**ACTIVITY**: Repeat every line below exactly, word for word.
RECORDS FOR PROCESSING: Begin
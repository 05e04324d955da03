//! Test results. The remote API offers no update or delete for results.

use serde_json::Value;

use crate::client::TestRailClient;
use crate::error::Result;
use crate::http::Transport;
use crate::types::{JsonObject, ResourceId};

impl<T: Transport> TestRailClient<T> {
    /// Get all results recorded for a test.
    pub fn get_results(&self, test_id: ResourceId) -> Result<Value> {
        self.get(&format!("get_results/{test_id}"))
    }

    /// Record a new result (status, comment, elapsed, ...) for a test.
    pub fn add_result(&self, test_id: ResourceId, data: &JsonObject) -> Result<Value> {
        self.post(&format!("add_result/{test_id}"), Some(data))
    }
}
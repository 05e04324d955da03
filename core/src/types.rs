//! Payload types shared by the dispatcher and the endpoint wrappers.
//!
//! # Design
//! The client carries no schema of its own. Bodies, query parameters and
//! responses are `serde_json` values passed through verbatim, so whatever
//! fields the remote API accepts or returns reach the caller untouched.

use serde_json::{Map, Value};

/// String-keyed JSON object used for request bodies and query parameters.
pub type JsonObject = Map<String, Value>;

/// Numeric identifier of a remote resource (case, project, run, ...).
pub type ResourceId = u64;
RECORDS FOR PROCESSING: End
**WRITTEN ANSWER**:
repository 05e04324d955da03
//! Test results. The remote API offers no update or delete for results.

use serde_json::Value;

use crate::client::TestRailClient;
use crate::error::Result;
use crate::http::Transport;
use crate::types::{JsonObject, ResourceId};

impl<T: Transport> TestRailClient<T> {
    /// Get all results recorded for a test.
    pub fn get_results(&self, test_id: ResourceId) -> Result<Value> {
        self.get(&format!("get_results/{test_id}"))
    }

    /// Record a new result (status, comment, elapsed, ...) for a test.
    pub fn add_result(&self, test_id: ResourceId, data: &JsonObject) -> Result<Value> {
        self.post(&format!("add_result/{test_id}"), Some(data))
    }
}
repository 05e04324d955da03
filename core/src/types.rs
//! Payload types shared by the dispatcher and the endpoint wrappers.
//!
//! # Design
//! The client carries no schema of its own. Bodies, query parameters and
//! responses are `serde_json` values passed through verbatim, so whatever
//! fields the remote API accepts or returns reach the caller untouched.

use serde_json::{Map, Value};

/// String-keyed JSON object used for request bodies and query parameters.
pub type JsonObject = Map<String, Value>;

/// Numeric identifier of a remote resource (case, project, run, ...).
pub type ResourceId = u64;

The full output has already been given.